Records to use:
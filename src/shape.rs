use std::{f64::consts::SQRT_2, sync::LazyLock};

use kurbo::{Point, Vec2};
use regex::Regex;

use crate::{
    common::{parse_number, Element, PathCommand},
    path::parse_contours,
    Svg2SfdError,
};

/// Distance of a cubic Bézier control point from the on-curve point, as a
/// fraction of the radius, for a four-segment circle.
pub const CIRCLE_KAPPA: f64 = 4.0 * (SQRT_2 - 1.0) / 3.0;

static POINT_SEPARATOR: LazyLock<Regex> = LazyLock::new(|| {
    #[allow(clippy::unwrap_used)] // Safe because the regex is valid
    Regex::new(r"[\s,Z]+").unwrap()
});

/// A drawable child of a glyph group.
#[derive(Debug, Clone, PartialEq)]
pub enum Shape {
    /// Raw `d` path data
    Path(String),
    Polygon(Vec<Point>),
    Circle { center: Point, radius: f64 },
    Ellipse { center: Point, radii: Vec2 },
    Rect {
        x: f64,
        y: f64,
        width: f64,
        height: f64,
    },
}

impl Shape {
    /// Read a shape from an element. Elements that are not shapes give `None`.
    pub fn from_element(element: &Element) -> Result<Option<Shape>, Svg2SfdError> {
        let shape = match element.tag.as_str() {
            "path" => Shape::Path(element.require("d")?.to_string()),
            "polygon" => Shape::Polygon(parse_points(element)?),
            "circle" => Shape::Circle {
                center: Point::new(element.number("cx")?, element.number("cy")?),
                radius: element.number("r")?,
            },
            "ellipse" => Shape::Ellipse {
                center: Point::new(element.number("cx")?, element.number("cy")?),
                radii: Vec2::new(element.number("rx")?, element.number("ry")?),
            },
            "rect" => Shape::Rect {
                x: element.number("x")?,
                y: element.number("y")?,
                width: element.number("width")?,
                height: element.number("height")?,
            },
            _ => return Ok(None),
        };
        Ok(Some(shape))
    }

    /// The raw contours of this shape, in source coordinates.
    ///
    /// Paths may yield several contours (one per close marker); every other
    /// shape yields exactly one.
    pub fn contours(&self) -> Result<Vec<Vec<PathCommand>>, Svg2SfdError> {
        Ok(match self {
            Shape::Path(d) => parse_contours(d)?,
            Shape::Polygon(points) => vec![polygon(points)],
            Shape::Circle { center, radius } => vec![ellipse(*center, Vec2::new(*radius, *radius))],
            Shape::Ellipse { center, radii } => vec![ellipse(*center, *radii)],
            Shape::Rect {
                x,
                y,
                width,
                height,
            } => vec![rect(*x, *y, *width, *height)],
        })
    }
}

fn parse_points(element: &Element) -> Result<Vec<Point>, Svg2SfdError> {
    let values = POINT_SEPARATOR
        .split(element.require("points")?)
        .filter(|t| !t.is_empty())
        .map(parse_number)
        .collect::<Result<Vec<f64>, _>>()?;
    if values.len() % 2 != 0 {
        return Err(Svg2SfdError::OddCoordinateCount {
            tag: element.tag.to_string(),
        });
    }
    Ok(values
        .chunks_exact(2)
        .map(|pair| Point::new(pair[0], pair[1]))
        .collect())
}

fn polygon(points: &[Point]) -> Vec<PathCommand> {
    points
        .iter()
        .enumerate()
        .map(|(ix, p)| {
            if ix == 0 {
                PathCommand::move_to(*p)
            } else {
                PathCommand::line_to(*p)
            }
        })
        .collect()
}

/// Four cubic segments starting from the leftmost point and running through
/// the top, right and bottom extrema (in y-down source space).
fn ellipse(center: Point, radii: Vec2) -> Vec<PathCommand> {
    let (cx, cy) = (center.x, center.y);
    let (rx, ry) = (radii.x, radii.y);
    let kx = CIRCLE_KAPPA * rx;
    let ky = CIRCLE_KAPPA * ry;
    vec![
        PathCommand::move_to(Point::new(cx - rx, cy)),
        PathCommand::curve_to(
            Point::new(cx - rx, cy - ky),
            Point::new(cx - kx, cy - ry),
            Point::new(cx, cy - ry),
        ),
        PathCommand::curve_to(
            Point::new(cx + kx, cy - ry),
            Point::new(cx + rx, cy - ky),
            Point::new(cx + rx, cy),
        ),
        PathCommand::curve_to(
            Point::new(cx + rx, cy + ky),
            Point::new(cx + kx, cy + ry),
            Point::new(cx, cy + ry),
        ),
        PathCommand::curve_to(
            Point::new(cx - kx, cy + ry),
            Point::new(cx - rx, cy + ky),
            Point::new(cx - rx, cy),
        ),
    ]
}

// No closing segment: the grid normalizer adds one to every contour.
fn rect(x: f64, y: f64, width: f64, height: f64) -> Vec<PathCommand> {
    vec![
        PathCommand::move_to(Point::new(x, y)),
        PathCommand::line_to(Point::new(x + width, y)),
        PathCommand::line_to(Point::new(x + width, y + height)),
        PathCommand::line_to(Point::new(x, y + height)),
    ]
}

#[cfg(test)]
mod tests {
    #![allow(clippy::unwrap_used)]
    use super::*;
    use crate::common::CommandKind;
    use pretty_assertions::assert_eq;

    fn single_contour(element: Element) -> Vec<PathCommand> {
        let shape = Shape::from_element(&element).unwrap().unwrap();
        let mut contours = shape.contours().unwrap();
        assert_eq!(contours.len(), 1);
        contours.remove(0)
    }

    #[test]
    fn test_polygon() {
        let commands = single_contour(
            Element::new("polygon").with_attribute("points", "0,0 100,0\n100, 100 Z"),
        );
        let kinds: Vec<CommandKind> = commands.iter().map(|c| c.kind).collect();
        assert_eq!(
            kinds,
            vec![CommandKind::Move, CommandKind::Line, CommandKind::Line]
        );
        assert_eq!(commands[2].operands(), &[100.0, 100.0]);
    }

    #[test]
    fn test_polygon_odd_points() {
        let element = Element::new("polygon").with_attribute("points", "0,0 100");
        assert!(matches!(
            Shape::from_element(&element),
            Err(Svg2SfdError::OddCoordinateCount { .. })
        ));
    }

    #[test]
    fn test_circle_visits_extrema() {
        let commands = single_contour(
            Element::new("circle")
                .with_attribute("cx", "500")
                .with_attribute("cy", "400")
                .with_attribute("r", "100"),
        );
        assert_eq!(commands.len(), 5);
        assert_eq!(commands[0].kind, CommandKind::Move);
        assert_eq!(commands[0].end_point(), Point::new(400.0, 400.0));
        let ends: Vec<Point> = commands[1..].iter().map(|c| c.end_point()).collect();
        assert_eq!(
            ends,
            vec![
                Point::new(500.0, 300.0),
                Point::new(600.0, 400.0),
                Point::new(500.0, 500.0),
                Point::new(400.0, 400.0),
            ]
        );
        assert!(commands[1..].iter().all(|c| c.kind == CommandKind::Curve));
        let control = commands[1].points().next().unwrap();
        assert!((control.y - (400.0 - 55.228474983)).abs() < 1e-6);
    }

    #[test]
    fn test_ellipse_uses_independent_radii() {
        let commands = single_contour(
            Element::new("ellipse")
                .with_attribute("cx", "0")
                .with_attribute("cy", "0")
                .with_attribute("rx", "200")
                .with_attribute("ry", "100"),
        );
        assert_eq!(commands[0].end_point(), Point::new(-200.0, 0.0));
        assert_eq!(commands[2].end_point(), Point::new(200.0, 0.0));
        let first = commands[1].operands();
        assert_eq!(first[0], -200.0);
        assert!((first[1] + CIRCLE_KAPPA * 100.0).abs() < 1e-12);
        assert!((first[2] + CIRCLE_KAPPA * 200.0).abs() < 1e-12);
        assert_eq!(first[3], -100.0);
    }

    #[test]
    fn test_rect_winding() {
        let commands = single_contour(
            Element::new("rect")
                .with_attribute("x", "10")
                .with_attribute("y", "10")
                .with_attribute("width", "100")
                .with_attribute("height", "50"),
        );
        let ends: Vec<Point> = commands.iter().map(|c| c.end_point()).collect();
        assert_eq!(
            ends,
            vec![
                Point::new(10.0, 10.0),
                Point::new(110.0, 10.0),
                Point::new(110.0, 60.0),
                Point::new(10.0, 60.0),
            ]
        );
    }

    #[test]
    fn test_non_shapes_and_missing_attributes() {
        assert_eq!(Shape::from_element(&Element::new("text")).unwrap(), None);
        assert!(matches!(
            Shape::from_element(&Element::new("rect").with_attribute("x", "1")),
            Err(Svg2SfdError::MissingAttribute { .. })
        ));
    }
}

Problem to solve: Go through the material and copy each line that contains "first".

Exercise answer:
        let first = commands[1].operands();
        assert_eq!(first[0], -200.0);
        assert!((first[1] + CIRCLE_KAPPA * 100.0).abs() < 1e-12);
        assert!((first[2] + CIRCLE_KAPPA * 200.0).abs() < 1e-12);
        assert_eq!(first[3], -100.0);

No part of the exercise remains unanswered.